No se trata de “revivir” un virus ni de afirmar que siga circulando. La importancia está en poder reconstruir su arquitectura genética a partir de fragmentos dispersos, como quien recompone una vasija rota usando piezas enterradas durante millones de años.
Virus y plantas evolucionando juntos
La parte más potente del estudio llega al comparar el árbol evolutivo de los virus con el de las plantas que los hospedaron. Según los autores, muchos linajes de Caulimoviridae muestran patrones compatibles con cospeciación: virus y plantas diversificándose en paralelo a medida que surgían nuevos linajes vegetales.

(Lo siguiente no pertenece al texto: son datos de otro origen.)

//! The RCS ",v" byte grammar.
//!
//! Productions follow rcsfile(5): an admin block, the delta headers, the
//! description, then the delta texts. Unknown newphrases are skipped so that
//! files written by CVSNT and friends still parse.

use std::collections::HashMap;

use nom::{
    branch::alt,
    bytes::complete::{tag, take_while1},
    character::complete::{multispace0, multispace1},
    combinator::{map, opt, verify},
    multi::{fold_many0, many0},
    sequence::{delimited, pair, preceded, separated_pair, terminated, tuple},
    IResult,
};

use crate::types::{Admin, Delta, DeltaText, RcsFile};
use crate::Num;

mod char;
use self::char::is_idchar;

mod scalar;
use self::scalar::*;

pub(crate) fn file(input: &[u8]) -> IResult<&[u8], RcsFile> {
    map(
        tuple((
            delimited(multispace0, admin, multispace0),
            many0(terminated(delta, multispace0)),
            terminated(desc, multispace0),
            many0(terminated(delta_text, multispace0)),
        )),
        |(admin, deltas, desc, texts)| RcsFile {
            admin,
            deltas: deltas.into_iter().collect(),
            desc,
            texts: texts.into_iter().collect(),
        },
    )(input)
}

fn phrase_end(input: &[u8]) -> IResult<&[u8], ()> {
    map(tuple((multispace0, tag(b";"), multispace0)), |_| ())(input)
}

fn opt_num_phrase<'a>(
    keyword: &'static [u8],
) -> impl FnMut(&'a [u8]) -> IResult<&'a [u8], Option<Num>> {
    delimited(pair(tag(keyword), multispace0), opt(num), phrase_end)
}

fn string_phrase<'a>(
    keyword: &'static [u8],
) -> impl FnMut(&'a [u8]) -> IResult<&'a [u8], Vec<u8>> {
    delimited(pair(tag(keyword), multispace0), string, phrase_end)
}

fn admin(input: &[u8]) -> IResult<&[u8], Admin> {
    let (input, head) = opt_num_phrase(b"head")(input)?;
    let (input, branch) = map(opt(opt_num_phrase(b"branch")), Option::flatten)(input)?;
    let (input, access) = delimited(
        tag(b"access"),
        many0(preceded(multispace1, id)),
        phrase_end,
    )(input)?;
    let (input, symbols) = delimited(
        tag(b"symbols"),
        fold_many0(
            separated_pair(
                delimited(multispace0, sym, multispace0),
                tag(b":"),
                delimited(multispace0, num, multispace0),
            ),
            HashMap::new,
            |mut acc, (name, rev)| {
                acc.insert(name, rev);
                acc
            },
        ),
        phrase_end,
    )(input)?;
    let (input, locks) = delimited(
        tag(b"locks"),
        fold_many0(
            separated_pair(
                delimited(multispace0, id, multispace0),
                tag(b":"),
                delimited(multispace0, num, multispace0),
            ),
            HashMap::new,
            |mut acc, (user, rev)| {
                acc.insert(user, rev);
                acc
            },
        ),
        phrase_end,
    )(input)?;
    let (input, strict) = map(opt(pair(tag(b"strict"), phrase_end)), |s| s.is_some())(input)?;
    let (input, _integrity) = opt(string_phrase(b"integrity"))(input)?;
    let (input, comment) = opt(string_phrase(b"comment"))(input)?;
    let (input, expand) = opt(string_phrase(b"expand"))(input)?;
    let (input, _) = newphrases(input)?;

    Ok((
        input,
        Admin {
            head,
            branch,
            access,
            symbols,
            locks,
            strict,
            comment,
            expand,
        },
    ))
}

fn delta(input: &[u8]) -> IResult<&[u8], (Num, Delta)> {
    let (input, revnum) = terminated(num, multispace1)(input)?;
    let (input, date) = delimited(pair(tag(b"date"), multispace1), delta_date, phrase_end)(input)?;
    let (input, author) = delimited(pair(tag(b"author"), multispace1), id, phrase_end)(input)?;
    let (input, state) = delimited(pair(tag(b"state"), multispace0), opt(id), phrase_end)(input)?;
    let (input, branches) = delimited(
        tag(b"branches"),
        many0(preceded(multispace1, num)),
        phrase_end,
    )(input)?;
    let (input, next) = delimited(pair(tag(b"next"), multispace0), opt(num), phrase_end)(input)?;
    let (input, commit_id) = opt(delimited(
        pair(tag(b"commitid"), multispace1),
        sym,
        phrase_end,
    ))(input)?;
    let (input, _) = newphrases(input)?;

    Ok((
        input,
        (
            revnum,
            Delta {
                date,
                author,
                state,
                branches,
                next,
                commit_id,
            },
        ),
    ))
}

fn desc(input: &[u8]) -> IResult<&[u8], Vec<u8>> {
    preceded(pair(tag(b"desc"), multispace1), string)(input)
}

fn delta_text(input: &[u8]) -> IResult<&[u8], (Num, DeltaText)> {
    let (input, revnum) = terminated(num, multispace1)(input)?;
    let (input, log) = preceded(pair(tag(b"log"), multispace1), string)(input)?;
    let (input, _) = multispace0(input)?;
    let (input, _) = newphrases(input)?;
    let (input, text) = preceded(pair(tag(b"text"), multispace1), string)(input)?;

    Ok((input, (revnum, DeltaText { log, text })))
}

/// Skips a run of newphrases: `word value... ;` extension fields this reader
/// has no use for, such as CVSNT's `permissions` or `mergepoint`.
fn newphrases(input: &[u8]) -> IResult<&[u8], ()> {
    map(many0(newphrase), |_| ())(input)
}

fn newphrase(input: &[u8]) -> IResult<&[u8], ()> {
    let (input, _word) = verify(take_while1(is_idchar), |w: &[u8]| {
        w[0].is_ascii_alphabetic() && w != b"desc".as_ref() && w != b"text".as_ref()
    })(input)?;
    let (input, _) = many0(preceded(
        multispace0,
        alt((
            map(string, |_| ()),
            map(
                take_while1(|c: u8| c != b';' && c != b'@' && !c.is_ascii_whitespace()),
                |_| (),
            ),
        )),
    ))(input)?;
    phrase_end(input)
}
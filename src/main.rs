use std::{path::PathBuf, time::Duration};

use structopt::StructOpt;

use cvs_archive_import::{Loader, MemorySink, VisitOutcome};

#[derive(Debug, StructOpt)]
struct Opt {
    #[structopt(help = "CVS origin URL (file://, rsync://, pserver://, ssh://, fake://)")]
    url: String,

    #[structopt(
        long,
        help = "origin URL recorded at the sink, when it differs from the fetch URL"
    )]
    origin_url: Option<String>,

    #[structopt(
        long,
        parse(from_os_str),
        help = "use an existing CVSROOT copy instead of fetching one"
    )]
    cvsroot: Option<PathBuf>,

    #[structopt(
        long,
        default_value = "/tmp",
        parse(from_os_str),
        help = "base directory for temporary working state"
    )]
    temp_dir: PathBuf,

    #[structopt(
        long,
        default_value = "300s",
        parse(try_from_str = parse_duration::parse::parse),
        help = "maximum time between file commits before they'll be considered different changesets"
    )]
    fuzz: Duration,

    #[structopt(long, help = "largest content size to load, in bytes")]
    max_content_size: Option<u64>,
}

#[tokio::main]
async fn main() -> anyhow::Result<()> {
    let opt = Opt::from_args();
    let _logger = flexi_logger::Logger::try_with_env_or_str("info")?.start()?;

    let origin_url = opt.origin_url.clone().unwrap_or_else(|| opt.url.clone());
    let mut sink = MemorySink::new();
    sink.set_origin(&origin_url);

    let mut loader = Loader::new(sink, &opt.url)?
        .with_origin_url(&origin_url)
        .with_temp_dir(&opt.temp_dir)
        .with_fuzz_sec(opt.fuzz.as_secs() as i64)
        .with_max_content_size(opt.max_content_size);
    if let Some(cvsroot) = &opt.cvsroot {
        loader = loader.with_cvsroot(cvsroot);
    }

    let summary = loader.load().await;
    let sink = loader.into_sink();

    match summary.outcome {
        VisitOutcome::Eventful => println!("status: eventful"),
        VisitOutcome::Uneventful => println!("status: uneventful"),
        VisitOutcome::Failed => println!("status: failed"),
        VisitOutcome::NotFound => println!("status: not_found"),
    }
    println!(
        "objects: {} contents, {} skipped, {} directories, {} commits",
        sink.contents.len(),
        sink.skipped_contents.len(),
        sink.directories.len(),
        sink.commits.len()
    );
    if let Some(snapshot) = summary.snapshot {
        println!("snapshot: {}", snapshot);
    }

    if matches!(
        summary.outcome,
        VisitOutcome::Failed | VisitOutcome::NotFound
    ) {
        std::process::exit(1);
    }

    Ok(())
}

Eso no significa que la historia haya sido limpia ni lineal. También hubo cambios de huésped, desaparición de linajes virales y pérdidas de señales evolutivas. El propio artículo plantea que grandes crisis biológicas, como la extinción del final del Pérmico o la del límite Cretácico-Paleógeno, pudieron haber borrado parte de esa historia al transformar profundamente la biodiversidad vegetal y los ecosistemas.
La imagen que emerge es más compleja que una simple carrera entre patógeno y huésped. Los virus no fueron visitantes ocasionales. Formaron parte del paisaje evolutivo de las plantas durante escalas temporales enormes.
Por qué importa algo que ocurrió hace 300 millones de años
El hallazgo no solo sirve para contar una historia antigua. También ayuda a entender cómo evolucionan los virus, cómo cambian de hospedador y cómo se pierde o conserva diversidad viral a lo largo del tiempo. CIRAD resume el valor del trabajo en esa idea: los fósiles virales escondidos en el ADN vegetal ofrecen una ventana excepcional a la evolución de los virus de plantas durante cientos de millones de años.
Además, el estudio recuerda algo importante: la biodiversidad viral actual es apenas una parte de una historia mucho mayor. Muchos linajes desaparecieron. Otros quizá sobreviven solo como fragmentos genéticos. Y otros siguen sin ser detectados porque todavía no se han secuenciado suficientes genomas de plantas.
A medida que se incorporen más especies, sobre todo de grupos vegetales poco estudiados, el archivo probablemente crecerá. Los virus seguirán sin dejar huesos ni huellas en la roca, pero las plantas han conservado algo quizá más poderoso: cicatrices genéticas capaces de contar una historia que empezó mucho antes de que existieran los humanos para leerla.